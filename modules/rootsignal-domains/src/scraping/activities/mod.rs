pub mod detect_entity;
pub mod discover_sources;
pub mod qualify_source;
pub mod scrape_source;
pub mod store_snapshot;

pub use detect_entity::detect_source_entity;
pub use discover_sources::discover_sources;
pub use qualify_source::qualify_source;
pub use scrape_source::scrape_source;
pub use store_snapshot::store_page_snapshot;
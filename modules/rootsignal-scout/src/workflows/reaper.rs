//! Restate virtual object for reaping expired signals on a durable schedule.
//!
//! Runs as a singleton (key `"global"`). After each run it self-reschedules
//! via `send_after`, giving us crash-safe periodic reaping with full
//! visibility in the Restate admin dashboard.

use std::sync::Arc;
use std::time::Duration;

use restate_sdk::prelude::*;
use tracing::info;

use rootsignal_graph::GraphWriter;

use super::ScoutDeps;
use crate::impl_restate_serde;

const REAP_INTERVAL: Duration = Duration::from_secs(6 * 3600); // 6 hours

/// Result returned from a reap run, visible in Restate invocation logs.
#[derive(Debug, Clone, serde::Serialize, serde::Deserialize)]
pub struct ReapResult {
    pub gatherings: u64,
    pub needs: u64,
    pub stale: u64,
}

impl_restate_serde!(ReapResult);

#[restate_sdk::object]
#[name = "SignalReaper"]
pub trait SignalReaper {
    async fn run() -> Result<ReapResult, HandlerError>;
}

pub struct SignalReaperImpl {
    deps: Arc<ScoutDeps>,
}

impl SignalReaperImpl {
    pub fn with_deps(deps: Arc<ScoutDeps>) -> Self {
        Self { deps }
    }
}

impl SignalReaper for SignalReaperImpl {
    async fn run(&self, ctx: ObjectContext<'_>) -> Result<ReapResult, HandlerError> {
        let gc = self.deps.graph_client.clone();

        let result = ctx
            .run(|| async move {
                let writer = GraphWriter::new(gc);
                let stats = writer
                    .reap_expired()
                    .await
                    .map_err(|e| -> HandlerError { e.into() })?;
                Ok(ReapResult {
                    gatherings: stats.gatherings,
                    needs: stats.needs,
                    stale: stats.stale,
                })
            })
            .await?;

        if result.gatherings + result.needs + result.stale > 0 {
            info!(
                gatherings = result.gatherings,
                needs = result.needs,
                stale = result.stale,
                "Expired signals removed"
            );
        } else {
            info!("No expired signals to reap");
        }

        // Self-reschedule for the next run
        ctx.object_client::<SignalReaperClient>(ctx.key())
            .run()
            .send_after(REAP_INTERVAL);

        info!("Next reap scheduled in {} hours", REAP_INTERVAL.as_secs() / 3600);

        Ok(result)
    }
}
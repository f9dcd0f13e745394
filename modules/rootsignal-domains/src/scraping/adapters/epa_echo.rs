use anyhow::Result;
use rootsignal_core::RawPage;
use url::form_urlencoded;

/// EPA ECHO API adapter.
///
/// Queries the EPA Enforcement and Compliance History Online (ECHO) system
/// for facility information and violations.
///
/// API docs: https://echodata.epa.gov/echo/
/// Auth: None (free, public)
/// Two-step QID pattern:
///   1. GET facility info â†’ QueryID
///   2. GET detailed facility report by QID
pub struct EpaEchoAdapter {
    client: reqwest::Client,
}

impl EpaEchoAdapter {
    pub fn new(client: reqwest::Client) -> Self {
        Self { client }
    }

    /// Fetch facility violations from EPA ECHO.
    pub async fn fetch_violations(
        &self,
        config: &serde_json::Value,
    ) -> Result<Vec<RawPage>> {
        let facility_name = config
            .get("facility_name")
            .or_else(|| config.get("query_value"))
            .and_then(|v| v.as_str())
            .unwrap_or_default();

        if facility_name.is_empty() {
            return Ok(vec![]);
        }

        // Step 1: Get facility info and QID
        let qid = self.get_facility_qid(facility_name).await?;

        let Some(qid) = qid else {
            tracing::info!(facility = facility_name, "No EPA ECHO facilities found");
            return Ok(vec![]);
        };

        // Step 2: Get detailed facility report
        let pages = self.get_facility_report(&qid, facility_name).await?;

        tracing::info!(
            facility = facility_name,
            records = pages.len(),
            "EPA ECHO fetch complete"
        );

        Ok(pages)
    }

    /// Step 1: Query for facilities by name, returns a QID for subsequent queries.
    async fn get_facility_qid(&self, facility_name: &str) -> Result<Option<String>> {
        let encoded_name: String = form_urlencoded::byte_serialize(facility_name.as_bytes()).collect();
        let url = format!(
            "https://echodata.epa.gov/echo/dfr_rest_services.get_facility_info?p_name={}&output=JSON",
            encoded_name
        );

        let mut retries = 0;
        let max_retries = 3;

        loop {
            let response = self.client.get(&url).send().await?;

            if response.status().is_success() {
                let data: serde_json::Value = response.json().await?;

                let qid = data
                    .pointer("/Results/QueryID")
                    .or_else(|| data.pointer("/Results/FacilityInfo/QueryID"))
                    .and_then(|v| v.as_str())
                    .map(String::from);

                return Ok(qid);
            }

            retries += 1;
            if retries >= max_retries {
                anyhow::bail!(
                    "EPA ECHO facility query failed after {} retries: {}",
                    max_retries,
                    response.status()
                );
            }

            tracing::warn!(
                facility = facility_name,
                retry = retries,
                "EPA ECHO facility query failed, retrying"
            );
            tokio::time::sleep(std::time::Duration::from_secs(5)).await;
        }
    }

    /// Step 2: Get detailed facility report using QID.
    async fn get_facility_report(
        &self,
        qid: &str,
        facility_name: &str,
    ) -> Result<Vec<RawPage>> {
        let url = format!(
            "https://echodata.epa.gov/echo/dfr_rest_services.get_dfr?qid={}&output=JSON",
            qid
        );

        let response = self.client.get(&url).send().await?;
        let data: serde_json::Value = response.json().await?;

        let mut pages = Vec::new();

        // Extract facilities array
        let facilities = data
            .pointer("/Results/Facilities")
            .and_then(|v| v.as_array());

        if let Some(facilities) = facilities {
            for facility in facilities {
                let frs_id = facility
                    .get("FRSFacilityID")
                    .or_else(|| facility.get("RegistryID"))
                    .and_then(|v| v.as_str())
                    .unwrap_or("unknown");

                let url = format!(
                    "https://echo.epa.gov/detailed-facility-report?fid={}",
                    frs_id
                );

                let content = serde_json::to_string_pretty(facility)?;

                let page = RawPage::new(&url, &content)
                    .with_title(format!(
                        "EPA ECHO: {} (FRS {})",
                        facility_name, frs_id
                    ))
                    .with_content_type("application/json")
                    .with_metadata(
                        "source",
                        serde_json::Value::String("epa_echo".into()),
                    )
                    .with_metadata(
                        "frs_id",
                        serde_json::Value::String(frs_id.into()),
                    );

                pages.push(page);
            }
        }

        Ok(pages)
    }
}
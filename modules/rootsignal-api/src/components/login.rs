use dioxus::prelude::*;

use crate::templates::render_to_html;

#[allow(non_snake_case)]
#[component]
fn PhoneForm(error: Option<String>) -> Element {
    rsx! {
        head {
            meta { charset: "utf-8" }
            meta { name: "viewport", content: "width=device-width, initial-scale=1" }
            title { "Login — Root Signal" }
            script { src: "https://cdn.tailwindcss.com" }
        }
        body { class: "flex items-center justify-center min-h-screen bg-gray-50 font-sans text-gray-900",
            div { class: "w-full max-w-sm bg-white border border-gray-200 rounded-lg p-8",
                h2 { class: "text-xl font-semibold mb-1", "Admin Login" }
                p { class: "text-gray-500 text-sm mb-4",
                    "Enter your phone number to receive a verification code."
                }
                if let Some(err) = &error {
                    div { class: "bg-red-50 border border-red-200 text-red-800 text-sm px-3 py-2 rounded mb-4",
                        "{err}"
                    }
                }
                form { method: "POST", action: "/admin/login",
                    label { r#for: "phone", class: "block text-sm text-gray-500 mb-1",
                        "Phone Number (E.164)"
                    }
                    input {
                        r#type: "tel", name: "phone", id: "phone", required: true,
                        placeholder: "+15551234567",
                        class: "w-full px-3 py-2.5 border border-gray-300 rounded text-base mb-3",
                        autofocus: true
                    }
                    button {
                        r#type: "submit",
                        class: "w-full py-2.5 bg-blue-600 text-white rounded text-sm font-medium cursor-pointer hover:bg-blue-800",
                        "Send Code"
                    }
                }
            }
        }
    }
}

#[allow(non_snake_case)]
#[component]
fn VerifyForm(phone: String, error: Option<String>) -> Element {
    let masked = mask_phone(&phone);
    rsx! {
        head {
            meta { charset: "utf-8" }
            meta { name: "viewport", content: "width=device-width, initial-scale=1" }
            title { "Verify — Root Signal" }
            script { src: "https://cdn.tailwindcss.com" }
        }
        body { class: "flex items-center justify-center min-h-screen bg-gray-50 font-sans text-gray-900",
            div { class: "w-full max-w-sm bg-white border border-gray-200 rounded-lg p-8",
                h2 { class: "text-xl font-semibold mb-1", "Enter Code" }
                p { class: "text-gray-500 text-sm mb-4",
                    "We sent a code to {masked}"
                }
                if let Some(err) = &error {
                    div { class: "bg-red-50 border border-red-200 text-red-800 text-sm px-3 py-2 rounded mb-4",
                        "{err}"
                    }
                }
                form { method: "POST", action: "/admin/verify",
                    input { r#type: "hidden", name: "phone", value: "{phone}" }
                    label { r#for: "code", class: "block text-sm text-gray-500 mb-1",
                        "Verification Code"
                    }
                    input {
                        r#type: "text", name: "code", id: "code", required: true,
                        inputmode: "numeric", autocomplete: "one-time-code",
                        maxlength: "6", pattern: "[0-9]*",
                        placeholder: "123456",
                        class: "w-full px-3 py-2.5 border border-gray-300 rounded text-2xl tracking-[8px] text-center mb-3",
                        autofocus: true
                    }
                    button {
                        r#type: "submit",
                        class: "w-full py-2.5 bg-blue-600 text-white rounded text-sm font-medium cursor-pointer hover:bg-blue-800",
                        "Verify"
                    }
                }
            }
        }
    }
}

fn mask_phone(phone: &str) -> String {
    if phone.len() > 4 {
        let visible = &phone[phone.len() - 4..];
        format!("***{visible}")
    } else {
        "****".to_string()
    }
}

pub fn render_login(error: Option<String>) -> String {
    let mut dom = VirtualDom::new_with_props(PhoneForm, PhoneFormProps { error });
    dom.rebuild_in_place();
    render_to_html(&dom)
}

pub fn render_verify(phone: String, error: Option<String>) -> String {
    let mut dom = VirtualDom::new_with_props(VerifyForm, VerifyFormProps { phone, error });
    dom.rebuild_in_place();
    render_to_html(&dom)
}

----------

- What is expected
Repeat exactly the lines of the material above, taking the first line, the line with "filename modules/rootsignal-scout/src/workflows/reaper.rs", and every line between them.

- Task result
filename modules/rootsignal-domains/src/scraping/activities/mod.rs
pub mod detect_entity;
pub mod discover_sources;
pub mod qualify_source;
pub mod scrape_source;
pub mod store_snapshot;

pub use detect_entity::detect_source_entity;
pub use discover_sources::discover_sources;
pub use qualify_source::qualify_source;
pub use scrape_source::scrape_source;
pub use store_snapshot::store_page_snapshot;
filename modules/rootsignal-scout/src/workflows/reaper.rs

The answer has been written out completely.